# 2016 1.4L - jerking rhythmically on and off at 1800-2000 RPM - turbo?



## Yogambience (Aug 8, 2019)

I ask because I bought one last week, and it runs great and I overall love it, except that I found that at low revs (1800-2000) on inclines it sometimes jerks repeatedly and in rhythm. I thought it was the transmission shifting at first, but now I know how shifts feel and I don't think it's that. I think it may be the turbo kicking on and off, confused about if it will be helpful or not. If it's not obvious, it's an automatic transmission. First encounter was on a 1500' rise on a highway, at normal interstate speeds. Learning that if I don't sit at 1800 to 2000 RPM, it doesn't happen.

Didn't feel it in the test drive, again because I think the inclines were more modest, as was my driving style.

Thank you in advance for your help!


----------



## Iamantman (Sep 24, 2018)

Are you using 87 gas in it? That would be something quick and easy to rule out.

A lot of people have described what you have and using higher octane gas helped them. Hesitation under load, lack of power, etc.


----------



## obermd (Mar 3, 2012)

This wouldn't be the turbo. The turbo engages/disengages at a relatively smooth rate so you don't get jerked by it.

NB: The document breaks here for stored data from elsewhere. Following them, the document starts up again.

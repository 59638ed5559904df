//! Authenticated encryption using `XChaCha20-Poly1305`
//!
//! Keys and nonces are always derived from a single-use secret (a ratchet
//! message key or a random content key), so a (key, nonce) pair is never
//! reused. All functions are pure.

use chacha20poly1305::{
    XChaCha20Poly1305, XNonce,
    aead::{Aead, KeyInit, Payload},
};

use crate::{
    CryptoError,
    chain::MessageKey,
    kdf::{AeadMaterial, derive_content_material, derive_message_material},
};

/// Poly1305 tag size (16 bytes)
pub const TAG_SIZE: usize = 16;

/// Size of a random content key carried in ratchet messages
pub const CONTENT_KEY_SIZE: usize = 32;

/// Encrypt with a ratchet message key.
pub fn seal_with_message_key(message_key: &MessageKey, plaintext: &[u8], ad: &[u8]) -> Vec<u8> {
    seal(&derive_message_material(message_key.key()), plaintext, ad)
}

/// Decrypt with a ratchet message key.
///
/// # Errors
///
/// - `DecryptionFailed`: authentication tag does not verify (wrong key,
///   tampered ciphertext or associated data)
pub fn open_with_message_key(
    message_key: &MessageKey,
    ciphertext: &[u8],
    ad: &[u8],
) -> Result<Vec<u8>, CryptoError> {
    open(&derive_message_material(message_key.key()), ciphertext, ad)
}

/// Encrypt a shared ciphertext with a random content key.
pub fn seal_with_content_key(content_key: &[u8; CONTENT_KEY_SIZE], plaintext: &[u8], ad: &[u8]) -> Vec<u8> {
    seal(&derive_content_material(content_key), plaintext, ad)
}

/// Decrypt a shared ciphertext with its content key.
pub fn open_with_content_key(
    content_key: &[u8; CONTENT_KEY_SIZE],
    ciphertext: &[u8],
    ad: &[u8],
) -> Result<Vec<u8>, CryptoError> {
    open(&derive_content_material(content_key), ciphertext, ad)
}

fn seal(material: &AeadMaterial, plaintext: &[u8], ad: &[u8]) -> Vec<u8> {
    let cipher = XChaCha20Poly1305::new((&material.key).into());

    let Ok(ciphertext) =
        cipher.encrypt(XNonce::from_slice(&material.nonce), Payload { msg: plaintext, aad: ad })
    else {
        unreachable!("XChaCha20-Poly1305 encryption cannot fail with valid inputs");
    };
    ciphertext
}

fn open(material: &AeadMaterial, ciphertext: &[u8], ad: &[u8]) -> Result<Vec<u8>, CryptoError> {
    if ciphertext.len() < TAG_SIZE {
        return Err(CryptoError::DecryptionFailed {
            reason: format!("ciphertext shorter than tag: {} bytes", ciphertext.len()),
        });
    }

    let cipher = XChaCha20Poly1305::new((&material.key).into());
    cipher
        .decrypt(XNonce::from_slice(&material.nonce), Payload { msg: ciphertext, aad: ad })
        .map_err(|_| CryptoError::DecryptionFailed { reason: "authentication failed".to_string() })
}
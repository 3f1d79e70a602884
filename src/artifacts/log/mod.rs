//! Commit history traversal
//!
//! - `rev_list`: First-parent history walk used by `log`
//! - `ancestry`: Breadth-first ancestor closure used by merge and sync

pub mod ancestry;
#[cfg(test)]
pub(crate) mod in_memory;
pub mod rev_list;
use crate::areas::repository::Repository;
use crate::artifacts::core::TwigError;
use crate::artifacts::log::rev_list::RevList;
use crate::artifacts::objects::commit::{Commit, Parents};
use crate::artifacts::objects::object_id::ObjectId;
use colored::Colorize;
use std::io::Write;

impl Repository {
    /// History of the current branch, following first parents
    pub async fn log(&self) -> anyhow::Result<()> {
        self.ensure_initialized()?;

        let head_oid = self.refs().read_head()?;
        for entry in RevList::new(self.database(), head_oid) {
            let (commit_id, commit) = entry?;
            self.show_commit(&commit_id, &commit, true)?;
        }

        Ok(())
    }

    /// Every commit ever stored, in id order
    pub async fn global_log(&self) -> anyhow::Result<()> {
        self.ensure_initialized()?;

        for commit_id in self.database().commit_ids()? {
            let commit = self.database().load_commit(&commit_id)?;
            self.show_commit(&commit_id, &commit, false)?;
        }

        Ok(())
    }

    /// Ids of the commits whose message is exactly `message`
    pub async fn find(&self, message: &str) -> anyhow::Result<Vec<ObjectId>> {
        self.ensure_initialized()?;

        let mut found = Vec::new();
        for commit_id in self.database().commit_ids()? {
            if self.database().load_commit(&commit_id)?.message() == message {
                writeln!(self.writer(), "{commit_id}")?;
                found.push(commit_id);
            }
        }

        if found.is_empty() {
            return Err(TwigError::NoCommitWithMessage.into());
        }

        Ok(found)
    }

    fn show_commit(
        &self,
        commit_id: &ObjectId,
        commit: &Commit,
        with_merge_parents: bool,
    ) -> anyhow::Result<()> {
        let mut writer = self.writer();

        writeln!(writer, "===")?;
        writeln!(writer, "{}", format!("commit {commit_id}").yellow())?;
        if with_merge_parents && let Parents::Merge(first, second) = commit.parents() {
            writeln!(
                writer,
                "Merge: {} {}",
                first.to_short_oid(),
                second.to_short_oid()
            )?;
        }
        writeln!(writer, "Date: {}", commit.readable_timestamp())?;
        writeln!(writer, "{}", commit.message())?;
        writeln!(writer)?;

        Ok(())
    }
}

#[cfg(test)]
mod tests {
    use super::*;
    use crate::artifacts::core::error::twig_error;
    use crate::commands::test_support::*;
    use pretty_assertions::assert_eq;

    #[tokio::test]
    async fn finds_every_commit_with_the_exact_message() {
        let (dir, mut repository) = initialized_repository().await;
        let first = commit_files(&mut repository, &dir, &[("f", "1")], "same").await;
        let second = commit_files(&mut repository, &dir, &[("f", "2")], "same").await;
        commit_files(&mut repository, &dir, &[("f", "3")], "same but longer").await;

        let mut expected = vec![first, second];
        expected.sort();
        assert_eq!(repository.find("same").await.unwrap(), expected);

        let err = repository.find("absent").await.unwrap_err();
        assert_eq!(twig_error(&err), Some(&TwigError::NoCommitWithMessage));
    }
}
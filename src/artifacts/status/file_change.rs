use colored::Colorize;

/// Change of a tracked or staged file that is not yet staged itself
#[derive(Debug, Clone, Copy, PartialEq, Eq, PartialOrd, Ord)]
pub enum WorkspaceChangeType {
    Modified,
    Deleted,
}

impl From<&WorkspaceChangeType> for &str {
    fn from(change: &WorkspaceChangeType) -> Self {
        match change {
            WorkspaceChangeType::Modified => "(modified)",
            WorkspaceChangeType::Deleted => "(deleted)",
        }
    }
}

impl std::fmt::Display for WorkspaceChangeType {
    fn fmt(&self, f: &mut std::fmt::Formatter<'_>) -> std::fmt::Result {
        let label: &str = self.into();
        write!(f, "{}", label.red())
    }
}
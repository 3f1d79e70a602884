//! Content store
//!
//! Objects are stored zlib-compressed under `objects/<kind>/<oid>`, one flat
//! directory per object kind (`blobs`, `commit`). Writes go through a temp
//! file and a rename, and an object that already exists is never rewritten,
//! so storing the same content twice is a no-op.

use crate::artifacts::core::TwigError;
use crate::artifacts::objects::blob::Blob;
use crate::artifacts::objects::commit::{Commit, SlimCommit};
use crate::artifacts::objects::object::{Object, Unpackable, hash_object_bytes};
use crate::artifacts::objects::object_id::ObjectId;
use crate::artifacts::objects::object_type::ObjectType;
use anyhow::Context;
use bytes::Bytes;
use fake::rand;
use std::io::{BufRead, Cursor, Read, Write};
use std::path::{Path, PathBuf};

#[derive(Debug)]
pub struct Database {
    path: Box<Path>,
}

impl Database {
    pub fn new(path: Box<Path>) -> Self {
        Database { path }
    }

    pub fn objects_path(&self) -> &Path {
        &self.path
    }

    /// Create the per-kind object directories
    pub fn init(&self) -> anyhow::Result<()> {
        for object_type in [ObjectType::Blob, ObjectType::Commit] {
            let dir = self.path.join(object_type.dir_name());
            std::fs::create_dir_all(&dir)
                .with_context(|| format!("Unable to create object directory {}", dir.display()))?;
        }

        Ok(())
    }

    /// Store an object, returning its id
    ///
    /// Idempotent: an object already present is left untouched.
    pub fn store(&self, object: &impl Object) -> anyhow::Result<ObjectId> {
        let object_id = object.object_id()?;

        if !self.exists(object.object_type(), &object_id) {
            self.write_object(
                self.object_path(object.object_type(), &object_id),
                object.serialize()?,
            )?;
        }

        Ok(object_id)
    }

    pub fn exists(&self, object_type: ObjectType, object_id: &ObjectId) -> bool {
        self.object_path(object_type, object_id).is_file()
    }

    pub fn load_blob(&self, object_id: &ObjectId) -> anyhow::Result<Blob> {
        let object_reader = self.parse_object_as_bytes(ObjectType::Blob, object_id)?;
        Blob::deserialize(object_reader)
    }

    pub fn load_commit(&self, object_id: &ObjectId) -> anyhow::Result<Commit> {
        let object_reader = self.parse_object_as_bytes(ObjectType::Commit, object_id)?;
        Commit::deserialize(object_reader)
    }

    pub fn load_slim_commit(&self, object_id: &ObjectId) -> anyhow::Result<SlimCommit> {
        Ok(self.load_commit(object_id)?.to_slim(object_id.clone()))
    }

    /// Read the serialized (uncompressed) bytes of an object
    pub fn load_raw(&self, object_type: ObjectType, object_id: &ObjectId) -> anyhow::Result<Bytes> {
        let object_path = self.object_path(object_type, object_id);
        if !object_path.is_file() {
            return Err(TwigError::ObjectNotFound(object_id.clone()).into());
        }

        self.read_object(object_path)
    }

    /// Write serialized object bytes read from another store
    ///
    /// Returns whether the object was new to this store. Bytes whose digest
    /// is not `object_id` are refused.
    pub fn store_raw(
        &self,
        object_type: ObjectType,
        object_id: &ObjectId,
        content: Bytes,
    ) -> anyhow::Result<bool> {
        if self.exists(object_type, object_id) {
            return Ok(false);
        }

        let mut reader = Cursor::new(content.clone());
        let stored_type = ObjectType::parse_object_type(&mut reader)?;
        if stored_type != object_type {
            anyhow::bail!("object {object_id} is a {stored_type}, expected a {object_type}");
        }
        let actual_id = hash_object_bytes(&content)?;
        if &actual_id != object_id {
            anyhow::bail!("object {object_id} does not match its content (hashes to {actual_id})");
        }

        self.write_object(self.object_path(object_type, object_id), content)?;
        Ok(true)
    }

    /// Ids of every stored commit, sorted
    pub fn commit_ids(&self) -> anyhow::Result<Vec<ObjectId>> {
        let dir = self.path.join(ObjectType::Commit.dir_name());
        if !dir.is_dir() {
            return Ok(vec![]);
        }

        let mut ids = Vec::new();
        for entry in std::fs::read_dir(&dir)? {
            let file_name = entry?.file_name();
            // skip temp files left behind by interrupted writes
            if let Ok(oid) = ObjectId::try_parse(file_name.to_string_lossy().to_string()) {
                ids.push(oid);
            }
        }
        ids.sort();

        Ok(ids)
    }

    /// Find all commits whose id starts with the given prefix
    ///
    /// Used to resolve abbreviated commit ids. More than one match means the
    /// prefix is ambiguous.
    pub fn find_commits_by_prefix(&self, prefix: &str) -> anyhow::Result<Vec<ObjectId>> {
        Ok(self
            .commit_ids()?
            .into_iter()
            .filter(|oid| oid.starts_with(prefix))
            .collect())
    }

    fn object_path(&self, object_type: ObjectType, object_id: &ObjectId) -> PathBuf {
        self.path
            .join(object_type.dir_name())
            .join(object_id.as_ref())
    }

    fn parse_object_as_bytes(
        &self,
        object_type: ObjectType,
        object_id: &ObjectId,
    ) -> anyhow::Result<impl BufRead> {
        let object_content = self.load_raw(object_type, object_id)?;
        let mut object_reader = Cursor::new(object_content);

        let stored_type = ObjectType::parse_object_type(&mut object_reader)?;
        if stored_type != object_type {
            anyhow::bail!("object {object_id} is a {stored_type}, expected a {object_type}");
        }

        Ok(object_reader)
    }

    fn read_object(&self, object_path: PathBuf) -> anyhow::Result<Bytes> {
        let object_content = std::fs::read(&object_path).context(format!(
            "Unable to read object file {}",
            object_path.display()
        ))?;

        Self::decompress(object_content.into())
    }

    fn write_object(&self, object_path: PathBuf, object_content: Bytes) -> anyhow::Result<()> {
        let object_dir = object_path
            .parent()
            .context(format!("Invalid object path {}", object_path.display()))?;
        std::fs::create_dir_all(object_dir).context(format!(
            "Unable to create object directory {}",
            object_dir.display()
        ))?;
        let temp_object_path = object_dir.join(Self::generate_temp_name());

        let object_content = Self::compress(object_content)?;

        let mut file = std::fs::OpenOptions::new()
            .write(true)
            .create(true)
            .truncate(true)
            .open(&temp_object_path)
            .context(format!(
                "Unable to open object file {}",
                temp_object_path.display()
            ))?;

        file.write_all(&object_content).context(format!(
            "Unable to write object file {}",
            temp_object_path.display()
        ))?;

        // rename the temp file to the object file to make it atomic
        std::fs::rename(&temp_object_path, &object_path).context(format!(
            "Unable to rename object file to {}",
            object_path.display()
        ))?;

        Ok(())
    }

    fn compress(data: Bytes) -> anyhow::Result<Bytes> {
        let mut encoder =
            flate2::write::ZlibEncoder::new(Vec::new(), flate2::Compression::default());
        encoder
            .write_all(&data)
            .context("Unable to compress object content")?;

        encoder
            .finish()
            .map(|compressed_content| compressed_content.into())
            .context("Unable to finish compressing object content")
    }

    fn decompress(data: Bytes) -> anyhow::Result<Bytes> {
        let mut decoder = flate2::read::ZlibDecoder::new(&*data);
        let mut decompressed_content = Vec::new();
        decoder
            .read_to_end(&mut decompressed_content)
            .context("Unable to decompress object content")?;

        Ok(decompressed_content.into())
    }

    fn generate_temp_name() -> String {
        format!("tmp-obj-{}", rand::random::<u32>())
    }
}
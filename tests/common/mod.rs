#![allow(dead_code)]

pub mod command;
pub mod file;

const TMPDIR: &str = "../playground";

pub fn redirect_temp_dir() {
    unsafe {
        std::env::set_var("TMPDIR", TMPDIR);
    }

    // Ensure the TMPDIR exists
    if !std::path::Path::new(TMPDIR).exists() {
        std::fs::create_dir_all(TMPDIR).expect("Failed to create TMPDIR");
    }
}
//! Core utilities and shared types
//!
//! This module contains shared utilities used across the application:
//! the user-facing error taxonomy and the pager adapter.

pub mod error;

pub use error::TwigError;

use derive_new::new;
use minus::Pager;
use std::io::{self, Write};

/// Wrapper that implements `Write` for the minus pager
///
/// The minus pager doesn't implement `std::io::Write` directly, so this wrapper
/// adapts it to be compatible with Rust's standard I/O traits. This allows
/// using the pager as a drop-in replacement for stdout in commands that produce
/// long output.
///
/// ## Usage
///
/// ```ignore
/// let pager = Pager::new();
/// let mut writer = PagerWriter::new(pager.clone());
/// writeln!(writer, "Some long output...")?;
/// page_all(pager)?;
/// ```
#[derive(new)]
pub struct PagerWriter {
    pager: Pager,
}

impl Write for PagerWriter {
    fn write(&mut self, buf: &[u8]) -> io::Result<usize> {
        let s =
            std::str::from_utf8(buf).map_err(|e| io::Error::new(io::ErrorKind::InvalidData, e))?;
        self.pager.push_str(s).map_err(io::Error::other)?;
        Ok(buf.len())
    }

    fn flush(&mut self) -> io::Result<()> {
        Ok(())
    }
}
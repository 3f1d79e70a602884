//! Ancestor closure over the commit graph
//!
//! All traversals are breadth-first over parent edges, visiting the parents
//! of each commit in order and every commit at most once. The graph is read
//! through a commit loader, so the same code runs against the object database
//! or an in-memory graph.

use crate::artifacts::objects::commit::SlimCommit;
use crate::artifacts::objects::object_id::ObjectId;
use std::collections::{HashSet, VecDeque};

pub struct Ancestry<CommitLoaderFn>
where
    CommitLoaderFn: Fn(&ObjectId) -> anyhow::Result<SlimCommit>,
{
    commit_loader: CommitLoaderFn,
}

impl<CommitLoaderFn> Ancestry<CommitLoaderFn>
where
    CommitLoaderFn: Fn(&ObjectId) -> anyhow::Result<SlimCommit>,
{
    pub fn new(commit_loader: CommitLoaderFn) -> Self {
        Self { commit_loader }
    }

    /// Load a commit's graph node
    pub fn load(&self, commit_id: &ObjectId) -> anyhow::Result<SlimCommit> {
        (self.commit_loader)(commit_id)
    }

    /// Every commit reachable from `tip`, `tip` included, in BFS order
    pub fn walk(&self, tip: &ObjectId) -> anyhow::Result<Vec<ObjectId>> {
        self.walk_until(tip, |_| false)
    }

    /// BFS from `tip` that does not expand past commits matching `stop`
    ///
    /// Matching commits are neither returned nor traversed.
    fn walk_until(
        &self,
        tip: &ObjectId,
        stop: impl Fn(&ObjectId) -> bool,
    ) -> anyhow::Result<Vec<ObjectId>> {
        let mut order = Vec::new();
        let mut visited = HashSet::from([tip.clone()]);
        let mut queue = VecDeque::from([tip.clone()]);

        while let Some(commit_id) = queue.pop_front() {
            if stop(&commit_id) {
                continue;
            }

            for parent in self.load(&commit_id)?.parents {
                if visited.insert(parent.clone()) {
                    queue.push_back(parent);
                }
            }
            order.push(commit_id);
        }

        Ok(order)
    }

    /// Set of all ancestors of `tip`, `tip` included
    pub fn ancestor_set(&self, tip: &ObjectId) -> anyhow::Result<HashSet<ObjectId>> {
        Ok(self.walk(tip)?.into_iter().collect())
    }

    pub fn is_ancestor(&self, ancestor: &ObjectId, tip: &ObjectId) -> anyhow::Result<bool> {
        Ok(self.ancestor_set(tip)?.contains(ancestor))
    }

    /// Commits reachable from `tip` but not from `excluded`
    ///
    /// With `excluded` absent this is the full ancestor closure of `tip`.
    pub fn between(
        &self,
        tip: &ObjectId,
        excluded: Option<&ObjectId>,
    ) -> anyhow::Result<Vec<ObjectId>> {
        match excluded {
            None => self.walk(tip),
            Some(excluded) => {
                let known = self.ancestor_set(excluded)?;
                self.walk_until(tip, |commit_id| known.contains(commit_id))
            }
        }
    }
}
//! User commands
//!
//! Every command is an `impl Repository` block:
//!
//! - `porcelain`: local version control workflows (init, add, commit, merge, ...)
//! - `sync`: remotes and history exchange (push, fetch, pull)

pub mod porcelain;
pub mod sync;

#[cfg(test)]
pub(crate) mod test_support;
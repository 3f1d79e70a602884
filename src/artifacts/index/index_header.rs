use crate::artifacts::index::{HEADER_SIZE, SIGNATURE, VERSION};
use crate::artifacts::objects::object::{Packable, Unpackable};
use anyhow::anyhow;
use byteorder::{NetworkEndian, ReadBytesExt, WriteBytesExt};
use bytes::Bytes;
use derive_new::new;
use std::io::{BufRead, Write};

#[derive(Debug, Clone, PartialEq, Eq, new)]
pub struct IndexHeader {
    pub(crate) marker: String,
    pub(crate) version: u32,
    pub(crate) entries_count: u32,
}

impl IndexHeader {
    pub(crate) fn empty() -> Self {
        IndexHeader {
            marker: String::from(SIGNATURE),
            version: VERSION,
            entries_count: 0,
        }
    }

    pub(crate) fn with_count(entries_count: u32) -> Self {
        IndexHeader {
            entries_count,
            ..Self::empty()
        }
    }
}

impl Packable for IndexHeader {
    fn serialize(&self) -> anyhow::Result<Bytes> {
        let mut bytes = Vec::with_capacity(HEADER_SIZE);
        bytes.write_all(self.marker.as_bytes())?;
        bytes.write_u32::<NetworkEndian>(self.version)?;
        bytes.write_u32::<NetworkEndian>(self.entries_count)?;

        Ok(Bytes::from(bytes))
    }
}

impl Unpackable for IndexHeader {
    fn deserialize(mut reader: impl BufRead) -> anyhow::Result<Self> {
        let mut marker = [0u8; 4];
        reader
            .read_exact(&mut marker)
            .map_err(|_| anyhow!("Invalid header size"))?;
        let marker =
            String::from_utf8(marker.to_vec()).map_err(|_| anyhow!("Invalid marker in index header"))?;
        let version = reader.read_u32::<NetworkEndian>()?;
        let entries_count = reader.read_u32::<NetworkEndian>()?;

        Ok(IndexHeader {
            marker,
            version,
            entries_count,
        })
    }
}
//! Split point search
//!
//! The split point of two branches is found with a first-hit breadth-first
//! search:
//!
//! 1. Collect the ancestor set of the current tip
//! 2. Walk breadth-first from the other tip, visiting parents in order
//! 3. The first visited commit that is in the ancestor set is the split point
//!
//! This is not a lowest-common-ancestor search. In criss-cross histories
//! with several best common ancestors, the one returned depends on the BFS
//! order from the other tip.

use crate::artifacts::log::ancestry::Ancestry;
use crate::artifacts::objects::commit::SlimCommit;
use crate::artifacts::objects::object_id::ObjectId;
use std::collections::{HashSet, VecDeque};

/// How two branch tips relate through their split point
#[derive(Debug, Clone, PartialEq, Eq)]
pub enum MergeBase {
    /// The other tip is already part of the current history
    AlreadyMerged,
    /// The current tip is an ancestor of the other tip
    FastForward,
    /// The histories diverged at this commit
    SplitPoint(ObjectId),
}

pub struct SplitPointFinder<CommitLoaderFn>
where
    CommitLoaderFn: Fn(&ObjectId) -> anyhow::Result<SlimCommit>,
{
    ancestry: Ancestry<CommitLoaderFn>,
}

impl<CommitLoaderFn> SplitPointFinder<CommitLoaderFn>
where
    CommitLoaderFn: Fn(&ObjectId) -> anyhow::Result<SlimCommit>,
{
    pub fn new(commit_loader: CommitLoaderFn) -> Self {
        Self {
            ancestry: Ancestry::new(commit_loader),
        }
    }

    pub fn find_split_point(
        &self,
        current_tip: &ObjectId,
        other_tip: &ObjectId,
    ) -> anyhow::Result<ObjectId> {
        let current_ancestors = self.ancestry.ancestor_set(current_tip)?;
        debug_merge_log!(
            "split point: {} ancestors of {}",
            current_ancestors.len(),
            current_tip.to_short_oid()
        );

        let mut visited = HashSet::from([other_tip.clone()]);
        let mut queue = VecDeque::from([other_tip.clone()]);

        while let Some(commit_id) = queue.pop_front() {
            debug_merge_log!("split point: visiting {}", commit_id.to_short_oid());

            if current_ancestors.contains(&commit_id) {
                debug_merge_log!("split point: found {}", commit_id.to_short_oid());
                return Ok(commit_id);
            }

            for parent in self.ancestry.load(&commit_id)?.parents {
                if visited.insert(parent.clone()) {
                    queue.push_back(parent);
                }
            }
        }

        anyhow::bail!(
            "commits {} and {} share no history",
            current_tip.to_short_oid(),
            other_tip.to_short_oid()
        )
    }

    pub fn merge_base(
        &self,
        current_tip: &ObjectId,
        other_tip: &ObjectId,
    ) -> anyhow::Result<MergeBase> {
        let split_point = self.find_split_point(current_tip, other_tip)?;

        if &split_point == other_tip {
            Ok(MergeBase::AlreadyMerged)
        } else if &split_point == current_tip {
            Ok(MergeBase::FastForward)
        } else {
            Ok(MergeBase::SplitPoint(split_point))
        }
    }
}
//! Checkout operations
//!
//! Switching the working directory between commits is planned as a
//! `Migration` and checked for untracked files in the way before any file
//! is touched.

pub mod migration;
//! Working tree migration between two trees
//!
//! Moving the working directory from one commit's tree to another (branch
//! checkout, reset, fast-forward) happens in two phases:
//!
//! 1. Plan: every file of the target tree is written, every file tracked by the
//!    source tree but absent from the target is deleted
//! 2. Apply: the workspace executes the plan
//!
//! ## Safety
//!
//! Before anything is touched, an untracked working file that the target
//! tree would overwrite aborts the migration with `UntrackedFileConflict`.

use crate::areas::database::Database;
use crate::artifacts::core::TwigError;
use crate::artifacts::objects::object_id::ObjectId;
use crate::artifacts::objects::tree::Tree;
use crate::artifacts::status::inspector::Inspector;
use bytes::Bytes;
use std::collections::{BTreeMap, BTreeSet};
use std::path::PathBuf;

pub struct Migration<'r> {
    database: &'r Database,
    /// Files tracked by the source tree and absent from the target tree
    deletions: BTreeSet<PathBuf>,
    /// Every file of the target tree
    writes: BTreeMap<PathBuf, ObjectId>,
}

impl<'r> Migration<'r> {
    pub fn plan(database: &'r Database, from: &Tree, to: &Tree) -> Self {
        let deletions = from
            .paths()
            .filter(|path| !to.contains(path))
            .cloned()
            .collect();
        let writes = to
            .iter()
            .map(|(path, oid)| (path.clone(), oid.clone()))
            .collect();

        Migration {
            database,
            deletions,
            writes,
        }
    }

    /// Fail if an untracked working file would be overwritten
    pub fn check_untracked(&self, inspector: &Inspector) -> anyhow::Result<()> {
        let target = Tree::from_iter(self.writes.clone());

        if inspector.untracked_in_the_way(&target)?.is_empty() {
            Ok(())
        } else {
            Err(TwigError::UntrackedFileConflict.into())
        }
    }

    pub fn deletions(&self) -> &BTreeSet<PathBuf> {
        &self.deletions
    }

    pub fn writes(&self) -> &BTreeMap<PathBuf, ObjectId> {
        &self.writes
    }

    pub fn load_blob_data(&self, oid: &ObjectId) -> anyhow::Result<Bytes> {
        Ok(self.database.load_blob(oid)?.into_content())
    }
}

This does sound like the ECU pulling engine cylinder ignition timing (I thought the clutch in my brand new 2012 ECO MT) was slipping on the first tank of gas.). The solution for me was to switch to 91 octane. Give 89 a try first though as it's cheaper than 91.


----------



## Yogambience (Aug 8, 2019)

Iamantman said:


> Are you using 87 gas in it? That would be something quick and easy to rule out.
> 
> A lot of people have described what you have and using higher octane gas helped them. Hesitation under load, lack of power, etc.


It's definitely 87. Now that I have heard from you and the responder below, this will be the first thing I change, and see if it helps. Thank you!


----------



## Yogambience (Aug 8, 2019)

obermd said:


> This wouldn't be the turbo. The turbo engages/disengages at a relatively smooth rate so you don't get jerked by it. This does sound like the ECU pulling engine cylinder ignition timing (I thought the clutch in my brand new 2012 ECO MT) was slipping on the first tank of gas.). The solution for me was to switch to 91 octane. Give 89 a try first though as it's cheaper than 91.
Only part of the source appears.